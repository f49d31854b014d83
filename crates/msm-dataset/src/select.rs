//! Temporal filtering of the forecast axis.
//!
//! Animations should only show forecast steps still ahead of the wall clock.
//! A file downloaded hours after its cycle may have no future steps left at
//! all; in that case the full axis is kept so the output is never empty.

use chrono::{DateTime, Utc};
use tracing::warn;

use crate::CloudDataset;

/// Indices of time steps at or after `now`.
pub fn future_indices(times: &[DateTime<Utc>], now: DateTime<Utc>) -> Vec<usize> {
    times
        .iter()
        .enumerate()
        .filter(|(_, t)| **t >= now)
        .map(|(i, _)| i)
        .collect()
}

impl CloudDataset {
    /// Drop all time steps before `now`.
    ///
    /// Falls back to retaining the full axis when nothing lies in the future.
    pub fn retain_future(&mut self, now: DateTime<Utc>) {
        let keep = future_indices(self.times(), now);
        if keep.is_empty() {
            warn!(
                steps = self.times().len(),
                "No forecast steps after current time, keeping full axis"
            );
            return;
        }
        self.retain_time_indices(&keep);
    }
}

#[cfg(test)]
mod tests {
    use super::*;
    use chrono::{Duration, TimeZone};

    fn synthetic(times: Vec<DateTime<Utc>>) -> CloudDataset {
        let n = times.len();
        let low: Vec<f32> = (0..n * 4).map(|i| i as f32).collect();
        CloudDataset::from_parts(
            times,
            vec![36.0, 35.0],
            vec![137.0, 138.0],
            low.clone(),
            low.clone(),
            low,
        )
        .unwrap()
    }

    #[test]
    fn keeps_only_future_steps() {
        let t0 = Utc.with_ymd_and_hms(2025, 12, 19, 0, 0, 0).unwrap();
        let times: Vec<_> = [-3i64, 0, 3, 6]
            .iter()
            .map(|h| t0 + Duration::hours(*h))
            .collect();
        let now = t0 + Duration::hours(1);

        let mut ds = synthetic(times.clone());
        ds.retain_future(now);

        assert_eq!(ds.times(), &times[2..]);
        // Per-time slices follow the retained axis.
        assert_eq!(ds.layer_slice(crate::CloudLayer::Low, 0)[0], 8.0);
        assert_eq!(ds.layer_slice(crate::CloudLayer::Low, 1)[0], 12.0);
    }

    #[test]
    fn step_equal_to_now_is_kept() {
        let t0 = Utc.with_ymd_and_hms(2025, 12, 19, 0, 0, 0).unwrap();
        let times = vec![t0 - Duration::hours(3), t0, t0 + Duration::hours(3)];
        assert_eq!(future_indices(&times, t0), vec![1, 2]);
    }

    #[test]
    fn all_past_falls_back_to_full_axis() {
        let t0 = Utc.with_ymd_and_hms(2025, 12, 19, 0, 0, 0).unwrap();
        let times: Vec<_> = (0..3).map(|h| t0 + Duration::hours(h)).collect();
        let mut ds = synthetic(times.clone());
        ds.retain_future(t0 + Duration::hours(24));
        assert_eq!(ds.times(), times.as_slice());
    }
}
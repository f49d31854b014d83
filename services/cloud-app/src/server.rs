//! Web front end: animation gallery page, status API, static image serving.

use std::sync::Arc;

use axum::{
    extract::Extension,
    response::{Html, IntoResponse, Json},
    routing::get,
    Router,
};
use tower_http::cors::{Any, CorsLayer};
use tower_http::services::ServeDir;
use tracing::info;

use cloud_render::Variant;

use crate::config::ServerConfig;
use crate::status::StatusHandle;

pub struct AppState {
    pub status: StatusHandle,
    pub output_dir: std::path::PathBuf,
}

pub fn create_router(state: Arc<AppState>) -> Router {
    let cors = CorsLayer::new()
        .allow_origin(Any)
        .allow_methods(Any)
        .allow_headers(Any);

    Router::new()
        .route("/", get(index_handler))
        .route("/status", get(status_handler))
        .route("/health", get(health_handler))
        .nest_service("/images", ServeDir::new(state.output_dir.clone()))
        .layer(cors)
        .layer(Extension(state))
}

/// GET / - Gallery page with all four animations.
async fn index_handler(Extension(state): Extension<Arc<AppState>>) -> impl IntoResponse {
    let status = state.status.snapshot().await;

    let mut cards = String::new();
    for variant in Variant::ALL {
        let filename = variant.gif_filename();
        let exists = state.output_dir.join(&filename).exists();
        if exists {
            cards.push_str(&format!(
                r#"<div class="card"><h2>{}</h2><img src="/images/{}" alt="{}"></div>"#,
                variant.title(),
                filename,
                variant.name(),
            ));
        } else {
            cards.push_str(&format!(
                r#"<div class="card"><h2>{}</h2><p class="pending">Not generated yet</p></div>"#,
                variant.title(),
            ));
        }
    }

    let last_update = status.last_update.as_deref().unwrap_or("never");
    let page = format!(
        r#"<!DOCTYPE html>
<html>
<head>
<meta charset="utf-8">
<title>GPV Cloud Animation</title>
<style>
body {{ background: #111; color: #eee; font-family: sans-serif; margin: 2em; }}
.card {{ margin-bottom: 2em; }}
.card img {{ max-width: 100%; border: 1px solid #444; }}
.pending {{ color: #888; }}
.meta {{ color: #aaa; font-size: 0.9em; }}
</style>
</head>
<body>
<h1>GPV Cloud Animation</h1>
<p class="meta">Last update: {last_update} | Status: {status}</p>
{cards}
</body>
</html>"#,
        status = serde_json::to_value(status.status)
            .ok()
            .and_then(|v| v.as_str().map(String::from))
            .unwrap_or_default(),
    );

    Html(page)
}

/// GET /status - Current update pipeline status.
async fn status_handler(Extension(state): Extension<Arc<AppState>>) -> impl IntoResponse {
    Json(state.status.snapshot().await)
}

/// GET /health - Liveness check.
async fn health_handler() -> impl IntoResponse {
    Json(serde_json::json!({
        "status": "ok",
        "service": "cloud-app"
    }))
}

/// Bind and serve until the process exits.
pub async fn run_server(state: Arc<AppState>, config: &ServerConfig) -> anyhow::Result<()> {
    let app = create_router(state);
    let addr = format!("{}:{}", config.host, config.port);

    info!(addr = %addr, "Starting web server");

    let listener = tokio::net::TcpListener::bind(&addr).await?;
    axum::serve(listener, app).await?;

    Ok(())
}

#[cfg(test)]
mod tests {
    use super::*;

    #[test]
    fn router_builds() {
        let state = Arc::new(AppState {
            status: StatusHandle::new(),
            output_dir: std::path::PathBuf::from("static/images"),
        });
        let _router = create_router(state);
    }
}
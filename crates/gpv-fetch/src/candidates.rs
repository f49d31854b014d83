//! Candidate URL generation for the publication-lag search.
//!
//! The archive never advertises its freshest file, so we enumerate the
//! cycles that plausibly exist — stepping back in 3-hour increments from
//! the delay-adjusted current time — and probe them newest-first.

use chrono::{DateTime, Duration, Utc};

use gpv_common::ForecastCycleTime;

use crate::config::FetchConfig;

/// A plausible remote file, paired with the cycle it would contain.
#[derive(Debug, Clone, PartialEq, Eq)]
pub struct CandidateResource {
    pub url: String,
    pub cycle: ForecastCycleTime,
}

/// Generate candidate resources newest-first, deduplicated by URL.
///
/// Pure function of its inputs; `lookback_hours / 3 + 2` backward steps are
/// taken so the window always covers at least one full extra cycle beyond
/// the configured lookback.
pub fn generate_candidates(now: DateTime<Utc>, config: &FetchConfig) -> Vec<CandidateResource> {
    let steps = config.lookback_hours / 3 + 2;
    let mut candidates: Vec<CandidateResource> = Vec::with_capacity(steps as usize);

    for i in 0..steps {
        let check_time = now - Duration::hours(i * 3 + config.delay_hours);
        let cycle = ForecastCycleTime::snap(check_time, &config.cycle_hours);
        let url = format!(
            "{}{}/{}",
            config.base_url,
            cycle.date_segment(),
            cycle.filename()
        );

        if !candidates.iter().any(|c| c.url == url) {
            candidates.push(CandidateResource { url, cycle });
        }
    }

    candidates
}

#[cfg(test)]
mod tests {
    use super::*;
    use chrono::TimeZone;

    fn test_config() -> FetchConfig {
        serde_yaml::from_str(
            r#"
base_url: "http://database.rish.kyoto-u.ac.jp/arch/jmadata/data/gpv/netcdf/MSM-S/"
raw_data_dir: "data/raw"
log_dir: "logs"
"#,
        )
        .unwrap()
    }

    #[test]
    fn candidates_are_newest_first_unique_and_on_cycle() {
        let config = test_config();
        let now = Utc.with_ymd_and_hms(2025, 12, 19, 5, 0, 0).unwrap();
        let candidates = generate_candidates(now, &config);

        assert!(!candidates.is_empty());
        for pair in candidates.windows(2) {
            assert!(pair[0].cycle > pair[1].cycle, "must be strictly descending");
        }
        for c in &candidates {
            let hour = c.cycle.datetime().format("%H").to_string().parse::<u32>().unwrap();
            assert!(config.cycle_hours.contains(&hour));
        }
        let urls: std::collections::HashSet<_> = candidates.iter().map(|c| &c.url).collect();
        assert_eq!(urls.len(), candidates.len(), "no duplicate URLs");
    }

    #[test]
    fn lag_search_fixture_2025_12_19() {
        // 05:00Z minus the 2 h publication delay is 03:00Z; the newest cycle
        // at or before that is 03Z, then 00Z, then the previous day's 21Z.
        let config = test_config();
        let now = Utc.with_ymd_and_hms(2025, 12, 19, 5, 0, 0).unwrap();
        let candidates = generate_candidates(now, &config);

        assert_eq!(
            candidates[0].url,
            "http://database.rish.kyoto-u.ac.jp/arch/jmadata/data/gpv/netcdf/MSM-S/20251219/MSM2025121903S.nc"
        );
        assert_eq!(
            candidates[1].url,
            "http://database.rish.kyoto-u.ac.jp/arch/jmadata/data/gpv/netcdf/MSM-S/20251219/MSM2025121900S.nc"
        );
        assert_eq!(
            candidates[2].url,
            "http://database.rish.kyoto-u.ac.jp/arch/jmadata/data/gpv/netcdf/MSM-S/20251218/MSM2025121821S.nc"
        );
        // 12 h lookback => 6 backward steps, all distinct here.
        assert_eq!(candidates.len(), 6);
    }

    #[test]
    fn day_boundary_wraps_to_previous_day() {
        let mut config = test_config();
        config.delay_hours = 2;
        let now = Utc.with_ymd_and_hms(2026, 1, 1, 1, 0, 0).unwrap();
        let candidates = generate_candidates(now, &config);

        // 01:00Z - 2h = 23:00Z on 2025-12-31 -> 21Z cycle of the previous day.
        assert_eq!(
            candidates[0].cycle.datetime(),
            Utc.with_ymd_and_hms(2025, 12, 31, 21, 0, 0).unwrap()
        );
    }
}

·····

→ **Exercise**:
Copy out, exactly as given, the line containing "let now = Utc.with_ymd_and_hms(2026, 1, 1, 1, 0, 0).unwrap();" together with every line after it in the material.

→ **Response to the exercise**:
        let now = Utc.with_ymd_and_hms(2026, 1, 1, 1, 0, 0).unwrap();
        let candidates = generate_candidates(now, &config);

        // 01:00Z - 2h = 23:00Z on 2025-12-31 -> 21Z cycle of the previous day.
        assert_eq!(
            candidates[0].cycle.datetime(),
            Utc.with_ymd_and_hms(2025, 12, 31, 21, 0, 0).unwrap()
        );
    }
}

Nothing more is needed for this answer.